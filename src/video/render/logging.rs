use crate::ui::prelude::{Level, emit};

pub(crate) fn log_event(level: Level, code: &str, message: impl Into<String>) {
    let message = message.into();
    emit(level, code, &message, None);
}

pub(crate) fn log_event_with_data(
    level: Level,
    code: &str,
    message: impl Into<String>,
    data: serde_json::Value,
) {
    let message = message.into();
    emit(level, code, &message, Some(data));
}
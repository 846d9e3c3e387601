//! Stock-footage search phrases for transcript blocks.

use super::slots::{EMPTY_SLOT_TEXT, clean_text};
use super::srt::SrtCue;

pub const MAX_PHRASES: usize = 5;

struct Topic {
    triggers: &'static [&'static str],
    phrases: &'static [&'static str],
}

const TOPICS: &[Topic] = &[
    Topic {
        triggers: &["oil", "tanker", "pipeline", "barrel", "refinery"],
        phrases: &[
            "oil tanker at sea",
            "cargo ship ocean",
            "energy supply chain",
            "global shipping trade",
        ],
    },
    Topic {
        triggers: &["military", "missile", "jet", "airstrike", "troops"],
        phrases: &[
            "fighter jets in sky",
            "military aircraft runway",
            "soldiers training",
            "defense forces visuals",
        ],
    },
    Topic {
        triggers: &["economy", "inflation", "prices", "recession", "market"],
        phrases: &[
            "economic uncertainty",
            "financial charts abstract",
            "cost of living visuals",
            "city business district",
        ],
    },
    Topic {
        triggers: &["government", "sanctions", "policy", "law", "officials"],
        phrases: &[
            "government building exterior",
            "international relations visuals",
            "press conference podium",
            "capitol city skyline",
        ],
    },
];

const GENERIC_PHRASES: &[&str] = &[
    "world news visuals",
    "serious documentary b-roll",
    "global affairs imagery",
    "city skyline night",
];

const SILENCE_PHRASES: &[&str] = &[
    "ambient b-roll",
    "city skyline",
    "hands typing",
    "soft abstract background",
    "nature scenery",
];

/// Phrases for one block of narration. Triggers match anywhere in the
/// lowercased text, topics contribute in a fixed order and the list is
/// capped at [`MAX_PHRASES`].
pub fn suggest_keywords(text: &str) -> Vec<&'static str> {
    let text = clean_text(text);
    if text.is_empty() || text == EMPTY_SLOT_TEXT {
        return SILENCE_PHRASES.to_vec();
    }

    let lowered = text.to_lowercase();
    let mut phrases: Vec<&'static str> = Vec::new();
    for topic in TOPICS {
        if topic.triggers.iter().any(|word| lowered.contains(word)) {
            for &phrase in topic.phrases {
                if !phrases.contains(&phrase) {
                    phrases.push(phrase);
                }
            }
        }
    }
    if phrases.is_empty() {
        phrases.extend_from_slice(GENERIC_PHRASES);
    }

    phrases.truncate(MAX_PHRASES);
    phrases
}

/// One `[Block i]` section per cue, so block numbers line up with the SRT.
pub fn render_keyword_blocks(cues: &[SrtCue]) -> String {
    let mut output = String::new();
    for (position, cue) in cues.iter().enumerate() {
        output.push_str(&format!("[Block {}]\n", position + 1));
        for phrase in suggest_keywords(&cue.text) {
            output.push_str(phrase);
            output.push('\n');
        }
        output.push('\n');
    }
    output
}
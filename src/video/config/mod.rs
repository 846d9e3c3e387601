use anyhow::{Context, Result};
use serde::{Deserialize, Serialize};
use std::fs;
use std::path::{Path, PathBuf};

use crate::common::paths;
use crate::video::render::resolve::DEFAULT_CLIP_EXTENSION;
use crate::video::segment::FitPolicy;
use crate::video::settings::{AspectRatio, Corner, EncoderNames, MAX_FPS};

/// Persistent render defaults. Command-line flags take precedence.
#[derive(Debug, Clone, PartialEq, Serialize, Deserialize)]
#[serde(default)]
pub struct RenderConfig {
    /// Output aspect ratio (16:9, 9:16 or 1:1)
    pub aspect: AspectRatio,
    /// Output frame rate
    pub fps: u32,
    /// Try the hardware encoder first
    pub prefer_gpu: bool,
    /// Hardware encoder probed for when prefer_gpu is set
    pub hardware_encoder: String,
    /// Encoder used when no hardware encoder is available
    pub software_encoder: String,
    /// Extension for numbered clips (<clips>/<index>.<ext>)
    pub clip_extension: String,
    /// Fit policy for segments without an explicit one
    pub default_fit: FitPolicy,
    /// Background music volume (0.0-2.0)
    pub music_volume: f64,
    /// Watermark opacity (0.0-1.0)
    pub watermark_opacity: f64,
    /// Watermark distance from the frame edge in pixels
    pub watermark_padding: u32,
    /// Watermark corner
    pub watermark_position: Corner,
}

impl Default for RenderConfig {
    fn default() -> Self {
        let encoders = EncoderNames::default();
        Self {
            aspect: AspectRatio::default(),
            fps: Self::DEFAULT_FPS,
            prefer_gpu: false,
            hardware_encoder: encoders.hardware,
            software_encoder: encoders.software,
            clip_extension: DEFAULT_CLIP_EXTENSION.to_string(),
            default_fit: FitPolicy::default(),
            music_volume: Self::DEFAULT_MUSIC_VOLUME,
            watermark_opacity: Self::DEFAULT_WATERMARK_OPACITY,
            watermark_padding: Self::DEFAULT_WATERMARK_PADDING,
            watermark_position: Corner::default(),
        }
    }
}

impl RenderConfig {
    pub const DEFAULT_FPS: u32 = 30;
    pub const DEFAULT_MUSIC_VOLUME: f64 = 0.35;
    pub const DEFAULT_WATERMARK_OPACITY: f64 = 0.85;
    pub const DEFAULT_WATERMARK_PADDING: u32 = 24;

    pub fn load() -> Result<Self> {
        Self::load_from_path(config_path()?)
    }

    pub fn load_from_path(path: impl AsRef<Path>) -> Result<Self> {
        let path = path.as_ref();

        if !path.exists() {
            let config = Self::default();
            config.save_to_path(path)?;
            return Ok(config);
        }

        let contents = fs::read_to_string(path)
            .with_context(|| format!("reading broll config from {}", path.display()))?;
        let config: Self = toml::from_str(&contents).context("parsing broll config")?;
        Ok(config.sanitized())
    }

    pub fn save_to_path(&self, path: impl AsRef<Path>) -> Result<()> {
        let path = path.as_ref();
        if let Some(parent) = path.parent() {
            fs::create_dir_all(parent)
                .with_context(|| format!("creating broll config directory {}", parent.display()))?;
        }

        let toml = toml::to_string_pretty(self).context("serializing broll config")?;
        fs::write(path, toml)
            .with_context(|| format!("writing broll config to {}", path.display()))?;
        Ok(())
    }

    /// Replace out-of-range values with defaults.
    fn sanitized(mut self) -> Self {
        let defaults = Self::default();
        if self.fps == 0 || self.fps > MAX_FPS {
            self.fps = defaults.fps;
        }
        if !self.music_volume.is_finite() || !(0.0..=2.0).contains(&self.music_volume) {
            self.music_volume = defaults.music_volume;
        }
        if !self.watermark_opacity.is_finite() || !(0.0..=1.0).contains(&self.watermark_opacity)
        {
            self.watermark_opacity = defaults.watermark_opacity;
        }
        if self.software_encoder.trim().is_empty() {
            self.software_encoder = defaults.software_encoder;
        }
        if self.hardware_encoder.trim().is_empty() {
            self.hardware_encoder = defaults.hardware_encoder;
        }
        if self.clip_extension.trim_start_matches('.').is_empty() {
            self.clip_extension = defaults.clip_extension;
        }
        self
    }

    pub fn encoder_names(&self) -> EncoderNames {
        EncoderNames {
            hardware: self.hardware_encoder.clone(),
            software: self.software_encoder.clone(),
        }
    }
}

pub fn config_path() -> Result<PathBuf> {
    Ok(paths::broll_config_dir()?.join("broll.toml"))
}

#[cfg(test)]
mod tests {
    use super::*;

    #[test]
    fn missing_file_writes_defaults() {
        let dir = tempfile::tempdir().unwrap();
        let path = dir.path().join("nested").join("broll.toml");
        let config = RenderConfig::load_from_path(&path).unwrap();
        assert_eq!(config, RenderConfig::default());
        assert!(path.exists());
        assert_eq!(RenderConfig::load_from_path(&path).unwrap(), config);
    }

    #[test]
    fn partial_file_keeps_other_defaults() {
        let dir = tempfile::tempdir().unwrap();
        let path = dir.path().join("broll.toml");
        fs::write(
            &path,
            "aspect = \"9:16\"\ndefault_fit = \"loop\"\nwatermark_position = \"top-left\"\n",
        )
        .unwrap();

        let config = RenderConfig::load_from_path(&path).unwrap();
        assert_eq!(config.aspect, AspectRatio::Portrait);
        assert_eq!(config.default_fit, FitPolicy::Loop);
        assert_eq!(config.watermark_position, Corner::TopLeft);
        assert_eq!(config.fps, RenderConfig::DEFAULT_FPS);
        assert_eq!(config.software_encoder, "libx264");
    }

    #[test]
    fn out_of_range_values_fall_back() {
        let dir = tempfile::tempdir().unwrap();
        let path = dir.path().join("broll.toml");
        fs::write(
            &path,
            "fps = 0\nmusic_volume = 9.5\nwatermark_opacity = -1.0\nsoftware_encoder = \" \"\nclip_extension = \".\"\n",
        )
        .unwrap();

        let config = RenderConfig::load_from_path(&path).unwrap();
        let defaults = RenderConfig::default();
        assert_eq!(config.fps, defaults.fps);
        assert_eq!(config.music_volume, defaults.music_volume);
        assert_eq!(config.watermark_opacity, defaults.watermark_opacity);
        assert_eq!(config.software_encoder, defaults.software_encoder);
        assert_eq!(config.clip_extension, defaults.clip_extension);
    }

    #[test]
    fn rejects_unknown_fit_policy() {
        let dir = tempfile::tempdir().unwrap();
        let path = dir.path().join("broll.toml");
        fs::write(&path, "default_fit = \"stretch\"\n").unwrap();
        assert!(RenderConfig::load_from_path(&path).is_err());
    }
}
//! [`Session`] – one connected robot, from start-up to disconnect.
//!
//! A session owns the [`StateStore`], the [`ShutdownSignal`], the
//! [`CommandDispatcher`], and the two background tasks (the [`EventPump`]
//! and the [`CameraPoller`]).
//!
//! # Start-up
//!
//! 1. Start draining device events into the store.
//! 2. Enable the device camera (greyscale).  Failure aborts start-up.
//! 3. Raise the head to a fixed fraction of its travel.
//! 4. Wait for the image to settle.
//! 5. Capture one frame and take one still image.  Both are best effort.
//! 6. Start the camera poller.
//!
//! # Shutdown
//!
//! [`Session::stop`] raises the signal, halts every motor, waits briefly for
//! the background tasks, and disconnects the link.

use std::sync::Arc;
use std::time::Duration;

use rcbridge_hal::{FaceRenderer, MotionTranslator, StillCamera};
use rcbridge_kernel::{ShutdownSignal, StateStore};
use rcbridge_middleware::{DeviceLink, EventBus};
use rcbridge_types::{BridgeError, MAX_HEAD_ANGLE_RAD, MIN_HEAD_ANGLE_RAD};
use tokio::task::JoinHandle;
use tracing::{debug, info, warn};

use crate::camera_poller::{CameraPoller, DEFAULT_POLL_INTERVAL, PollerStats};
use crate::dispatcher::{CommandDispatcher, DEFAULT_CAPTURE_TIMEOUT};
use crate::event_pump::EventPump;

/// How long [`Session::stop`] waits for each background task.
const TASK_JOIN_TIMEOUT: Duration = Duration::from_secs(2);

// ─────────────────────────────────────────────────────────────────────────────
// Configuration
// ─────────────────────────────────────────────────────────────────────────────

/// Timing and start-up settings for a [`Session`].
#[derive(Debug, Clone, PartialEq)]
pub struct SessionConfig {
    pub camera_poll_interval: Duration,
    pub capture_timeout: Duration,
    /// Pause between enabling the camera and the first capture.
    pub camera_warmup: Duration,
    /// Start-up head position as a fraction of the head's travel range.
    pub initial_head_fraction: f32,
    pub color_camera: bool,
}

impl Default for SessionConfig {
    fn default() -> Self {
        Self {
            camera_poll_interval: DEFAULT_POLL_INTERVAL,
            capture_timeout: DEFAULT_CAPTURE_TIMEOUT,
            camera_warmup: Duration::from_millis(1000),
            initial_head_fraction: 0.1,
            color_camera: false,
        }
    }
}

impl SessionConfig {
    /// Head angle commanded at start-up.
    pub fn initial_head_angle(&self) -> f32 {
        (MAX_HEAD_ANGLE_RAD - MIN_HEAD_ANGLE_RAD) * self.initial_head_fraction
    }
}

// ─────────────────────────────────────────────────────────────────────────────
// Session
// ─────────────────────────────────────────────────────────────────────────────

pub struct Session {
    link: Arc<dyn DeviceLink>,
    store: Arc<StateStore>,
    motion: Arc<MotionTranslator>,
    dispatcher: Arc<CommandDispatcher>,
    still: Arc<dyn StillCamera>,
    shutdown: ShutdownSignal,
    config: SessionConfig,
    pump: Option<EventPump>,
    poller_stats: Option<Arc<PollerStats>>,
    tasks: Vec<JoinHandle<()>>,
}

impl Session {
    /// Wire up a session around a connected `link`.  Nothing is sent to the
    /// device until [`start`][Session::start].
    pub fn new(
        link: Arc<dyn DeviceLink>,
        bus: &EventBus,
        still: Arc<dyn StillCamera>,
        faces: Arc<dyn FaceRenderer>,
        config: SessionConfig,
    ) -> Self {
        let store = Arc::new(StateStore::new());
        let shutdown = ShutdownSignal::new();
        let motion = Arc::new(MotionTranslator::new(Arc::clone(&link)));
        let dispatcher = Arc::new(
            CommandDispatcher::new(
                Arc::clone(&motion),
                Arc::clone(&link),
                Arc::clone(&store),
                Arc::clone(&still),
                faces,
                shutdown.clone(),
            )
            .with_capture_timeout(config.capture_timeout),
        );
        let pump = EventPump::new(bus, Arc::clone(&store));

        Self {
            link,
            store,
            motion,
            dispatcher,
            still,
            shutdown,
            config,
            pump: Some(pump),
            poller_stats: None,
            tasks: Vec::new(),
        }
    }

    pub fn store(&self) -> Arc<StateStore> {
        Arc::clone(&self.store)
    }

    pub fn dispatcher(&self) -> Arc<CommandDispatcher> {
        Arc::clone(&self.dispatcher)
    }

    pub fn shutdown_signal(&self) -> ShutdownSignal {
        self.shutdown.clone()
    }

    /// Camera poller counters, once the poller is running.
    pub fn poller_stats(&self) -> Option<Arc<PollerStats>> {
        self.poller_stats.clone()
    }

    /// Run the start-up sequence and launch the background tasks.
    ///
    /// # Errors
    ///
    /// Returns the device error if the camera cannot be enabled.  The event
    /// pump is already running in that case; call [`stop`][Session::stop].
    pub async fn start(&mut self) -> Result<(), BridgeError> {
        if let Some(pump) = self.pump.take() {
            self.tasks.push(pump.spawn(self.shutdown.clone()));
        }

        self.link.enable_camera(self.config.color_camera).await?;

        let angle = self.config.initial_head_angle();
        if let Err(e) = self.link.set_head_angle(angle).await {
            warn!(angle, error = %e, "failed to set initial head angle");
        }

        tokio::select! {
            _ = tokio::time::sleep(self.config.camera_warmup) => {}
            _ = self.shutdown.wait() => {
                info!("shutdown during camera warm-up");
                return Ok(());
            }
        }

        match tokio::time::timeout(self.config.capture_timeout, self.link.capture_frame()).await {
            Ok(Ok(frame)) => self.store.put_frame(frame),
            Ok(Err(e)) => warn!(error = %e, "initial frame capture failed"),
            Err(_) => warn!("initial frame capture timed out"),
        }
        match self.still.capture_still().await {
            Ok(path) => info!(path = %path.display(), "initial still image captured"),
            Err(e) => warn!(error = %e, "initial still image failed"),
        }

        let poller = CameraPoller::new(Arc::clone(&self.link), Arc::clone(&self.store))
            .with_interval(self.config.camera_poll_interval)
            .with_capture_timeout(self.config.capture_timeout);
        self.poller_stats = Some(poller.stats());
        self.tasks.push(poller.spawn(self.shutdown.clone()));

        info!("session started");
        Ok(())
    }

    /// Stop motors, end the background tasks, and disconnect.
    pub async fn stop(mut self) {
        self.shutdown.trigger("session stop");

        if let Err(e) = self.motion.stop_all_motors().await {
            warn!(error = %e, "failed to stop motors");
        }

        for mut task in self.tasks.drain(..) {
            if tokio::time::timeout(TASK_JOIN_TIMEOUT, &mut task).await.is_err() {
                debug!("background task did not stop in time; aborting");
                task.abort();
            }
        }

        if let Err(e) = self.link.disconnect().await {
            warn!(error = %e, "disconnect failed");
        }
        info!("session stopped");
    }
}

// ─────────────────────────────────────────────────────────────────────────────
// Tests
// ─────────────────────────────────────────────────────────────────────────────
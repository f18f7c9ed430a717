//! [`StateStore`] – latest telemetry and latest camera frame.
//!
//! Each field is an [`ArcSwapOption`]: a write is one atomic pointer swap and
//! a read clones the current `Arc` without taking a lock, so a reader holding
//! a snapshot while it serialises a response never stalls the device link or
//! the camera poller.
//!
//! The two fields are independent channels.  There is no lock spanning both
//! and no ordering between a telemetry update and a frame update.
//!
//! Until the first value arrives, the getters return `None`.

use std::sync::Arc;
use std::sync::atomic::{AtomicU64, Ordering};

use arc_swap::ArcSwapOption;
use rcbridge_types::{CameraFrame, TelemetrySnapshot};

/// Holds exactly one telemetry snapshot and one camera frame.
#[derive(Default)]
pub struct StateStore {
    telemetry: ArcSwapOption<TelemetrySnapshot>,
    frame: ArcSwapOption<CameraFrame>,
    telemetry_updates: AtomicU64,
    frame_updates: AtomicU64,
}

impl StateStore {
    /// Create an empty store.
    pub fn new() -> Self {
        Self::default()
    }

    /// Replace the telemetry snapshot.  Last write wins.
    pub fn put_telemetry(&self, snapshot: impl Into<Arc<TelemetrySnapshot>>) {
        self.telemetry.store(Some(snapshot.into()));
        self.telemetry_updates.fetch_add(1, Ordering::Relaxed);
    }

    /// The most recent telemetry snapshot, or `None` before the first one.
    pub fn get_telemetry(&self) -> Option<Arc<TelemetrySnapshot>> {
        self.telemetry.load_full()
    }

    /// Replace the camera frame.  Last write wins.
    pub fn put_frame(&self, frame: impl Into<Arc<CameraFrame>>) {
        self.frame.store(Some(frame.into()));
        self.frame_updates.fetch_add(1, Ordering::Relaxed);
    }

    /// The most recent camera frame, or `None` before the first one.
    pub fn get_frame(&self) -> Option<Arc<CameraFrame>> {
        self.frame.load_full()
    }

    /// Number of telemetry replacements so far.
    pub fn telemetry_updates(&self) -> u64 {
        self.telemetry_updates.load(Ordering::Relaxed)
    }

    /// Number of frame replacements so far.
    pub fn frame_updates(&self) -> u64 {
        self.frame_updates.load(Ordering::Relaxed)
    }
}

#[cfg(test)]
mod tests {
    use super::*;
    use std::thread;

    fn snapshot(timestamp: u32) -> TelemetrySnapshot {
        TelemetrySnapshot {
            timestamp,
            pose_x: timestamp as f32,
            ..Default::default()
        }
    }

    #[test]
    fn empty_store_reports_not_available() {
        let store = StateStore::new();
        assert!(store.get_telemetry().is_none());
        assert!(store.get_frame().is_none());
        assert_eq!(store.telemetry_updates(), 0);
        assert_eq!(store.frame_updates(), 0);
    }

    #[test]
    fn second_put_replaces_first() {
        let store = StateStore::new();
        let a = TelemetrySnapshot {
            timestamp: 1,
            battery_voltage: 4.0,
            ..Default::default()
        };
        let b = TelemetrySnapshot {
            timestamp: 2,
            pose_x: 5.0,
            ..Default::default()
        };
        store.put_telemetry(a);
        store.put_telemetry(b.clone());

        // No merge: battery_voltage from A must not survive.
        assert_eq!(*store.get_telemetry().unwrap(), b);
        assert_eq!(store.telemetry_updates(), 2);
    }

    #[test]
    fn telemetry_and_frame_are_independent() {
        let store = StateStore::new();
        store.put_frame(CameraFrame::new(2, 1, vec![1, 2]));
        assert!(store.get_telemetry().is_none());
        assert_eq!(store.get_frame().unwrap().data, vec![1, 2]);

        store.put_telemetry(snapshot(9));
        assert_eq!(store.get_frame().unwrap().data, vec![1, 2]);
        assert_eq!(store.get_telemetry().unwrap().timestamp, 9);
    }

    #[test]
    fn reader_keeps_its_snapshot_after_replacement() {
        let store = StateStore::new();
        store.put_telemetry(snapshot(1));
        let held = store.get_telemetry().unwrap();
        store.put_telemetry(snapshot(2));
        assert_eq!(held.timestamp, 1);
        assert_eq!(store.get_telemetry().unwrap().timestamp, 2);
    }

    /// Writers install frames whose every byte equals the frame's sequence
    /// number; a torn frame would mix bytes from two writes.
    #[test]
    fn concurrent_frames_are_never_torn() {
        let store = Arc::new(StateStore::new());
        let writers = 4;
        let readers = 8;
        let iterations = 2_000;

        let mut handles = Vec::new();
        for w in 0..writers {
            let store = Arc::clone(&store);
            handles.push(thread::spawn(move || {
                for i in 0..iterations {
                    let fill = ((w * iterations + i) % 251) as u8;
                    store.put_frame(CameraFrame::new(64, 1, vec![fill; 64 + (i % 7)]));
                }
            }));
        }
        for _ in 0..readers {
            let store = Arc::clone(&store);
            handles.push(thread::spawn(move || {
                for _ in 0..iterations {
                    if let Some(frame) = store.get_frame() {
                        let first = frame.data[0];
                        assert!(frame.data.iter().all(|&b| b == first), "torn frame");
                    }
                }
            }));
        }
        for h in handles {
            h.join().unwrap();
        }
        assert_eq!(store.frame_updates(), (writers * iterations) as u64);
    }

    /// Same check for telemetry: every field of a snapshot is derived from
    /// one value, so mixed fields would reveal an interleaved write.
    #[test]
    fn concurrent_telemetry_is_never_torn() {
        let store = Arc::new(StateStore::new());
        let mut handles = Vec::new();
        for w in 0..4u32 {
            let store = Arc::clone(&store);
            handles.push(thread::spawn(move || {
                for i in 0..2_000u32 {
                    store.put_telemetry(snapshot(w * 10_000 + i));
                }
            }));
        }
        for _ in 0..4 {
            let store = Arc::clone(&store);
            handles.push(thread::spawn(move || {
                for _ in 0..2_000 {
                    if let Some(s) = store.get_telemetry() {
                        assert_eq!(s.pose_x, s.timestamp as f32);
                    }
                }
            }));
        }
        for h in handles {
            h.join().unwrap();
        }
    }
}
//! Decoding of `{"command": ..., "value": ...}` request bodies.
//!
//! The wire format is a name plus an optional value that may be a string or
//! a number.  [`Command::parse`] turns it into a closed enumeration; names
//! outside the vocabulary become [`Command::Unrecognized`], which the
//! dispatcher deliberately treats as a no-op so that clients probing for
//! unsupported commands keep working.

use rcbridge_hal::{FaceExpression, JointSpeed};
use rcbridge_types::BridgeError;
use serde::Deserialize;
use serde_json::Value;

/// Raw request body.
#[derive(Debug, Deserialize)]
pub struct CommandRequest {
    pub command: String,
    #[serde(default)]
    pub value: Option<Value>,
}

impl CommandRequest {
    /// Decode a request body.
    ///
    /// # Errors
    ///
    /// [`BridgeError::MalformedRequest`] for an empty body, invalid JSON, a
    /// missing `command` field, or a value that is neither string nor number.
    pub fn from_body(body: &[u8]) -> Result<Self, BridgeError> {
        if body.iter().all(u8::is_ascii_whitespace) {
            return Err(BridgeError::MalformedRequest("empty request body".to_string()));
        }
        let request: CommandRequest = serde_json::from_slice(body)
            .map_err(|e| BridgeError::MalformedRequest(format!("invalid JSON: {e}")))?;
        // Validate the value shape up front.
        request.value_text()?;
        Ok(request)
    }

    /// The value rendered as text, `None` when absent or `null`.
    pub fn value_text(&self) -> Result<Option<String>, BridgeError> {
        match &self.value {
            None | Some(Value::Null) => Ok(None),
            Some(Value::String(s)) => Ok(Some(s.clone())),
            Some(Value::Number(n)) => Ok(Some(n.to_string())),
            Some(other) => Err(BridgeError::MalformedRequest(format!(
                "value must be a string or number, got {other}"
            ))),
        }
    }

    /// Decode into a [`Command`].
    pub fn into_command(self) -> Result<Command, BridgeError> {
        let value = self.value_text()?;
        Command::parse(&self.command, value.as_deref())
    }
}

/// Image source selected by the `camera` command.
#[derive(Debug, Clone, Copy, PartialEq, Eq)]
pub enum CameraSource {
    /// One on-demand capture from the robot's own camera.
    Device,
    /// The external still-image utility.
    Still,
}

/// Every command the bridge understands.
#[derive(Debug, Clone, PartialEq)]
pub enum Command {
    /// End the session.
    Stop,
    Lift(JointSpeed),
    Head(JointSpeed),
    /// Spin in place; `left` is the left wheel fraction, right is its negation.
    Turn { left: f32 },
    /// Drive straight with both wheels at `fraction`.
    Move { fraction: f32 },
    LeftWheel { fraction: f32 },
    RightWheel { fraction: f32 },
    MotorStop,
    /// `None` when the source keyword is not recognised.
    Camera(Option<CameraSource>),
    Face(FaceExpression),
    Animation(String),
    /// Keep-alive.
    Nop,
    /// A name outside the vocabulary.  Dispatching it does nothing.
    Unrecognized(String),
}

impl Command {
    /// Build a command from its name and optional value text.
    ///
    /// # Errors
    ///
    /// Wheel commands need a finite numeric value: a missing value is
    /// [`BridgeError::MalformedRequest`], a non-numeric one
    /// [`BridgeError::UnknownValue`].  `animation` needs a name.
    pub fn parse(name: &str, value: Option<&str>) -> Result<Self, BridgeError> {
        let command = match name {
            "stop" => Command::Stop,
            "lift" => Command::Lift(JointSpeed::from_keyword(value)),
            "head" => Command::Head(JointSpeed::from_keyword(value)),
            "turn" => Command::Turn {
                left: percent(name, value)?,
            },
            "move" => Command::Move {
                fraction: percent(name, value)?,
            },
            "leftw" => Command::LeftWheel {
                fraction: percent(name, value)?,
            },
            "rightw" => Command::RightWheel {
                fraction: percent(name, value)?,
            },
            "motor_stop" => Command::MotorStop,
            "camera" => Command::Camera(match value {
                Some("cozmo") => Some(CameraSource::Device),
                Some("raspi") => Some(CameraSource::Still),
                _ => None,
            }),
            "face" => Command::Face(FaceExpression::from_keyword(value)),
            "animation" => match value {
                Some(anim) if !anim.trim().is_empty() => Command::Animation(anim.to_string()),
                _ => {
                    return Err(BridgeError::MalformedRequest(
                        "command 'animation' requires an animation name".to_string(),
                    ));
                }
            },
            "nop" => Command::Nop,
            other => Command::Unrecognized(other.to_string()),
        };
        Ok(command)
    }

    /// Wire name of the command, for logging.
    pub fn name(&self) -> &str {
        match self {
            Command::Stop => "stop",
            Command::Lift(_) => "lift",
            Command::Head(_) => "head",
            Command::Turn { .. } => "turn",
            Command::Move { .. } => "move",
            Command::LeftWheel { .. } => "leftw",
            Command::RightWheel { .. } => "rightw",
            Command::MotorStop => "motor_stop",
            Command::Camera(_) => "camera",
            Command::Face(_) => "face",
            Command::Animation(_) => "animation",
            Command::Nop => "nop",
            Command::Unrecognized(name) => name,
        }
    }
}

/// Parse a percentage (nominally -100..100) into a fraction.
///
/// Out-of-range values are accepted here; the motion translator clamps them.
fn percent(command: &str, value: Option<&str>) -> Result<f32, BridgeError> {
    let text = value.ok_or_else(|| {
        BridgeError::MalformedRequest(format!("command '{command}' requires a numeric value"))
    })?;
    let invalid = || BridgeError::UnknownValue {
        command: command.to_string(),
        value: text.to_string(),
    };
    let number: f32 = text.trim().parse().map_err(|_| invalid())?;
    if !number.is_finite() {
        return Err(invalid());
    }
    Ok(number / 100.0)
}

::::

TASK DETAILS:
The lines running from the start of the data through the one that contains "triggers: &'static [&'static" should be reproduced exactly, and only those.

EXERCISE RESULT:
filename src/video/render/logging.rs
use crate::ui::prelude::{Level, emit};

pub(crate) fn log_event(level: Level, code: &str, message: impl Into<String>) {
    let message = message.into();
    emit(level, code, &message, None);
}

pub(crate) fn log_event_with_data(
    level: Level,
    code: &str,
    message: impl Into<String>,
    data: serde_json::Value,
) {
    let message = message.into();
    emit(level, code, &message, Some(data));
}
repository 846d9e3c3e387601
//! Stock-footage search phrases for transcript blocks.

use super::slots::{EMPTY_SLOT_TEXT, clean_text};
use super::srt::SrtCue;

pub const MAX_PHRASES: usize = 5;

struct Topic {
    triggers: &'static [&'static str],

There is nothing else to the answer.